Stored items:
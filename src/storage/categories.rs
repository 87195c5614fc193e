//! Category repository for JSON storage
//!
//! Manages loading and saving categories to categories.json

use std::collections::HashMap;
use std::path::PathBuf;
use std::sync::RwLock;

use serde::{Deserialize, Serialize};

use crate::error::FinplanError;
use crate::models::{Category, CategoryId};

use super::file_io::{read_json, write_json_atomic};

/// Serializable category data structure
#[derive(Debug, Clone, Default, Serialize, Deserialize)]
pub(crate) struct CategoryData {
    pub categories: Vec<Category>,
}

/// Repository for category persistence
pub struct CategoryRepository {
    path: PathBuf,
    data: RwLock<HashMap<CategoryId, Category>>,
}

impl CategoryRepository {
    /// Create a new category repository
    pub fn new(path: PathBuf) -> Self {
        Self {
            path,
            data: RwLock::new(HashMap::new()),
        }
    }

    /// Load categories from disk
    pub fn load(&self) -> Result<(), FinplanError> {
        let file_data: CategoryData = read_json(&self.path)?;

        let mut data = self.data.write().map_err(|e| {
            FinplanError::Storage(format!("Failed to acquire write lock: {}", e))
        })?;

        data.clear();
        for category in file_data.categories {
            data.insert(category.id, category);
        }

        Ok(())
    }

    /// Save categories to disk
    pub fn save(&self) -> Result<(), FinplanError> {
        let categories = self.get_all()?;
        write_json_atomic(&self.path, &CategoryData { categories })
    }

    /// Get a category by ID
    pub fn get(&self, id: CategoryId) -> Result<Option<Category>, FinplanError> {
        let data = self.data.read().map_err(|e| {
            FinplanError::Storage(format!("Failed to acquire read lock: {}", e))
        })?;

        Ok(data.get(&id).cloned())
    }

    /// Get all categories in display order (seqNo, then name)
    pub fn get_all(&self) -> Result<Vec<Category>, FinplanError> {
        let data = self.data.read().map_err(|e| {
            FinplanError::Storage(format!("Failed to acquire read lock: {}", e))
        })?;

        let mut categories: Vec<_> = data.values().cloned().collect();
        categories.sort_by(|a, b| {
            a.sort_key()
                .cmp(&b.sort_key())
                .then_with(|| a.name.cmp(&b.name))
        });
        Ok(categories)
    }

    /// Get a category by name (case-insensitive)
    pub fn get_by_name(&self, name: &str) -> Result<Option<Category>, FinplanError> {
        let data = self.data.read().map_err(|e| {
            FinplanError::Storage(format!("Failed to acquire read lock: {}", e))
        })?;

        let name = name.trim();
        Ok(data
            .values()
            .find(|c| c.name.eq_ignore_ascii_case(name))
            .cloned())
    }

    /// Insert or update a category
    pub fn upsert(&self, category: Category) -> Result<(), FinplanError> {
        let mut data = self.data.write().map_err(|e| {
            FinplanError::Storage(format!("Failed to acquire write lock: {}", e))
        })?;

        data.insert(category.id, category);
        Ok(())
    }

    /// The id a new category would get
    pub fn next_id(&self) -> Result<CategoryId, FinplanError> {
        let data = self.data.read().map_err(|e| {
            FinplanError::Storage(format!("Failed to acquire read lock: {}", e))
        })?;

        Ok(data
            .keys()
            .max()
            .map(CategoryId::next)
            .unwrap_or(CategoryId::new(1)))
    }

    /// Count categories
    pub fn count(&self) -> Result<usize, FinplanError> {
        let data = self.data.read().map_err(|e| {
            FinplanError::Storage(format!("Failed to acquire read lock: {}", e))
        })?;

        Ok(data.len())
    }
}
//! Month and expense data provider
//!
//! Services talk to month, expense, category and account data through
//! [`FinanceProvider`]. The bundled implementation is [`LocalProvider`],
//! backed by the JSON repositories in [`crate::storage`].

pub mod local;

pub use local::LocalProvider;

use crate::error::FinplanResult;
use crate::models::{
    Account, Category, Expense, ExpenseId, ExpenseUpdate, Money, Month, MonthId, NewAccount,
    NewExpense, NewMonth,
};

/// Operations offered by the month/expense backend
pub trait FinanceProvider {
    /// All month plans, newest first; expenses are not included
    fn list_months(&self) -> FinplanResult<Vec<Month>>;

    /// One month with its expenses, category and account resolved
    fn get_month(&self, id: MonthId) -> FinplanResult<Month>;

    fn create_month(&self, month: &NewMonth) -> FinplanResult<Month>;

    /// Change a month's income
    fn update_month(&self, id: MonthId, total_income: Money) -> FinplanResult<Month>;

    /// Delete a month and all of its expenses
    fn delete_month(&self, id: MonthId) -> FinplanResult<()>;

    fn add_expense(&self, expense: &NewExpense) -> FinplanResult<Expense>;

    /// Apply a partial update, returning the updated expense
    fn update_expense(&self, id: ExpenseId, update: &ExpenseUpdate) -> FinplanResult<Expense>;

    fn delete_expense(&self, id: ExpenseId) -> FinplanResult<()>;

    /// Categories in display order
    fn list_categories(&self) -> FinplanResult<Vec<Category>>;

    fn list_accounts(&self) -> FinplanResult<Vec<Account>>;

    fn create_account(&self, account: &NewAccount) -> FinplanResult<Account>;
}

...

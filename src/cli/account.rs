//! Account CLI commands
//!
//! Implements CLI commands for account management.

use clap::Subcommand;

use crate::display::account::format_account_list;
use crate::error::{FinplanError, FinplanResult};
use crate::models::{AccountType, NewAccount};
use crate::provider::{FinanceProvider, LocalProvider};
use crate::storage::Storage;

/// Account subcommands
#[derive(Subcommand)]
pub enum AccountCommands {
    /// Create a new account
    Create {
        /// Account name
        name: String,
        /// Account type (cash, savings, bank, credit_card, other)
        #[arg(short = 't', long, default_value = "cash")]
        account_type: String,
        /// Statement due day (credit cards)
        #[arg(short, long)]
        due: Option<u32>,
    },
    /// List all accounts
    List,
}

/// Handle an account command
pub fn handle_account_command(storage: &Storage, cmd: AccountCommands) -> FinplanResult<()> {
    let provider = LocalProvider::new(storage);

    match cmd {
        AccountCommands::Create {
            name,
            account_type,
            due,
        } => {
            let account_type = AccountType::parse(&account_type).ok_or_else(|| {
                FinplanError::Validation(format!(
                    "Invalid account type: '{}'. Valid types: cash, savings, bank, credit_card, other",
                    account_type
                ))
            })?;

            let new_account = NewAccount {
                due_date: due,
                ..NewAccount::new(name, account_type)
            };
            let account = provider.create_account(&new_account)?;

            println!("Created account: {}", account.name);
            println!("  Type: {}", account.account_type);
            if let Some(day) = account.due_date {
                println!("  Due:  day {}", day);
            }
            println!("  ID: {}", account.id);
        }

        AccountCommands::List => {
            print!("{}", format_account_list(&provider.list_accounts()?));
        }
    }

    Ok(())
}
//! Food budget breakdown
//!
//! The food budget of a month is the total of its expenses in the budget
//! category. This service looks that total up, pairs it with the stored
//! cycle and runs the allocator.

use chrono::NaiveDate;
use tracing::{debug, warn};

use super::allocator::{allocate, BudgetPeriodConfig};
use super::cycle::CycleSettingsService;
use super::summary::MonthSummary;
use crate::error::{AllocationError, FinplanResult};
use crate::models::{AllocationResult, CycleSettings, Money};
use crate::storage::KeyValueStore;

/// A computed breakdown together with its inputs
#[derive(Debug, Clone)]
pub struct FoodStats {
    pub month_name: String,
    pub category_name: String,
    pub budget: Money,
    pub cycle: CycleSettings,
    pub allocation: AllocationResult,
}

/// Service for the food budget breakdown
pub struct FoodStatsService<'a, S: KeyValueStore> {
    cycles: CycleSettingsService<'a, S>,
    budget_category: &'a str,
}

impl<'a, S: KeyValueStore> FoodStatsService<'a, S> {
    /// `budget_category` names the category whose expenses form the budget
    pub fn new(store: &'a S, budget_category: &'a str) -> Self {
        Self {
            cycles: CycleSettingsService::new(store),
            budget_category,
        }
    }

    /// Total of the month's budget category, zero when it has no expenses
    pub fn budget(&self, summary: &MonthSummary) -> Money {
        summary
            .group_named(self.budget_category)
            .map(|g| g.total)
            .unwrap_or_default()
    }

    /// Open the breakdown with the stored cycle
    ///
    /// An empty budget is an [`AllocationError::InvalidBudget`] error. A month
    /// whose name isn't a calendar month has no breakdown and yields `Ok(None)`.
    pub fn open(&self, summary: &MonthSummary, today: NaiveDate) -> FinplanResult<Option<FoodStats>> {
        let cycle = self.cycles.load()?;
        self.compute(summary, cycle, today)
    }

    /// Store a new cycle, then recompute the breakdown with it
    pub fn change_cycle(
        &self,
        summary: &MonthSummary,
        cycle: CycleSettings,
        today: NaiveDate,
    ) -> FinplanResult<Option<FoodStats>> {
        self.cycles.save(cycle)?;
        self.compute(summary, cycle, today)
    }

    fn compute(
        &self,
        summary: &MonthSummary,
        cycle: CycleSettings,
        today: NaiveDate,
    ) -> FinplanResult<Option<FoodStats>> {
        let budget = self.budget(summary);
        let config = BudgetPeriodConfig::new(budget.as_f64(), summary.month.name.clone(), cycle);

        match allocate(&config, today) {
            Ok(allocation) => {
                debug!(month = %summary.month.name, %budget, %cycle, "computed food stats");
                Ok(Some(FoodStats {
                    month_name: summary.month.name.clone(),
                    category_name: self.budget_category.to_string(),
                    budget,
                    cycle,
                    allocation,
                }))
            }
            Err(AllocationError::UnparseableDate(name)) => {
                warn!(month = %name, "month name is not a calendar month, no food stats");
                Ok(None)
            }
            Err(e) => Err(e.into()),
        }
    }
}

▶ [REQUIREMENT] What is needed is every line from the data above that includes the string "allocator", copied out.

▶ [RESPONSE BOX]
//! cycle and runs the allocator.
use super::allocator::{allocate, BudgetPeriodConfig};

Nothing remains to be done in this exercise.